Along with the impediments Capcom faced when dealing with SNK, many other companies face even more substantial hurdles. Sony, for example, owns very few of the PlayStation's most successful characters - Lara Croft is owned by Eidos, the Tekken team is owned by Namco, Crash Bandicoot and Spiro the Dragon are owned by Universal Interactive, and the Final Fantasy characters are owned by Square. Sony does, however, own the Twisted Metal characters, Parappa the Rapper, and any number of contracts with famous music and movie stars that might lead to a successful team-up fighting game. Michael Jackson, a longtime Sony music artist, has recently permitted his likeness to be used in Sega's Space Channel 5 and Midway's Ready 2 Rumble Round 2. Since almost anyone would savor the opportunity to punch out the self-proclaimed King of Pop, Michael might just prove the ideal bridge video game character between the long feuding Sega and Sony camps.

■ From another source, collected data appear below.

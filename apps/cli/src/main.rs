//! # Noki CLI
//!
//! Command-line interface for Noki robot head servo control.
//!
//! One-shot 模式：每个子命令内部完成"连接 → 动作 → 等待 → 停止"。
//!
//! ```bash
//! # 配置文件初始化（~/.config/noki/config.toml）
//! noki-cli config init
//!
//! # 抬头 + 低头，1 秒完成
//! noki-cli move --targets 0=80,3=20 --duration 1.0
//!
//! # 全部回中
//! noki-cli center --duration 2.0
//!
//! # 无硬件演示（mock 驱动）
//! noki-cli --mock demo
//! ```

use anyhow::Result;
use clap::{Parser, Subcommand};
use std::path::PathBuf;

mod commands;
mod config;
mod hardware;

use commands::{CenterCommand, ConfigCommand, DemoCommand, MoveCommand, StatusCommand};
use config::CliConfig;

/// Noki CLI - 机器人头部舵机命令行工具
#[derive(Parser, Debug)]
#[command(name = "noki-cli")]
#[command(about = "Command-line interface for Noki robot head servo control", long_about = None)]
#[command(version)]
struct Cli {
    /// 配置文件路径（默认 ~/.config/noki/config.toml）
    #[arg(long, global = true)]
    config: Option<PathBuf>,

    /// 使用 mock 驱动（无硬件演示/调试）
    #[arg(long, global = true)]
    mock: bool,

    /// I2C 总线设备（覆盖配置文件）
    #[arg(long, global = true)]
    i2c_bus: Option<String>,

    /// 节拍频率 Hz（覆盖配置文件）
    #[arg(long, global = true)]
    tick_hz: Option<u32>,

    #[command(subcommand)]
    command: Commands,
}

#[derive(Subcommand, Debug)]
enum Commands {
    /// 配置管理
    #[command(subcommand)]
    Config(ConfigCommand),

    /// 移动通道到目标角度
    Move {
        #[command(flatten)]
        args: MoveCommand,
    },

    /// 所有通道回中
    Center {
        #[command(flatten)]
        args: CenterCommand,
    },

    /// 查询通道状态（限位、当前角度、指标）
    Status {
        #[command(flatten)]
        args: StatusCommand,
    },

    /// 演示动作序列（Ctrl-C 中止）
    Demo {
        #[command(flatten)]
        args: DemoCommand,
    },
}

fn main() -> Result<()> {
    // 初始化日志（RUST_LOG 可覆盖，默认 info）
    noki_sdk::init_tracing();

    let cli = Cli::parse();

    let mut config = CliConfig::load(cli.config.as_deref())?;
    if let Some(bus) = &cli.i2c_bus {
        config.i2c_bus = bus.clone();
    }
    if let Some(tick_hz) = cli.tick_hz {
        config.tick_hz = tick_hz;
    }

    match cli.command {
        Commands::Config(cmd) => cmd.execute(cli.config.as_deref(), &config),
        Commands::Move { args } => {
            let controller = hardware::build_controller(cli.mock, &config)?;
            args.execute(&controller)
        },
        Commands::Center { args } => {
            let controller = hardware::build_controller(cli.mock, &config)?;
            args.execute(&controller)
        },
        Commands::Status { args } => {
            let controller = hardware::build_controller(cli.mock, &config)?;
            args.execute(&controller)
        },
        Commands::Demo { args } => {
            let controller = hardware::build_controller(cli.mock, &config)?;
            args.execute(&controller)
        },
    }
}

And political concerns continue to dog game companies, as well. For years, Nintendo and Sega were afraid that consumers might believe that their best-known mascots would make other appearances on competing game machines. This tension might be lifting, however, given Sega's recent splintering of its development teams into autonomous companies that have the option to develop for non-Sega game platforms. Sony, perhaps the most permissive (or least powerful) company regarding the appearance of its key characters on competing machines, has also welcomed almost any major company wishing to develop titles for its PlayStation platforms. Thus, a Sega vs. Sony team-up is perhaps the most likely of the major competitors. If you include Namco, the former rival of Sega in arcades, a team-up there seems highly possible, too - Virtua Fighter vs. Tekken might go legitimate, after all.

But need the team-up be in fighting games? Not necessarily, and perhaps, not even preferably. Capcom's and SNK's fighting heroes were best lent to another fighting game, but most of the best characters from Nintendo, Sega and Sony games are not really brawlers. What would the world think of a dance and music game developed by Sega with back up by the Samba de Amigo crew, but starring Sony's Parappa the Rapper? Or a multi-player online version of the Legend of Zelda with game play by Nintendo, character designs and online code by Sega, set in the worlds developed by Sega's Beyond Oasis and Legend of Oasis development team Ancient? System competition can be a very good thing. But as Capcom and SNK have proved, sometimes, it's even better to join up - if only temporarily.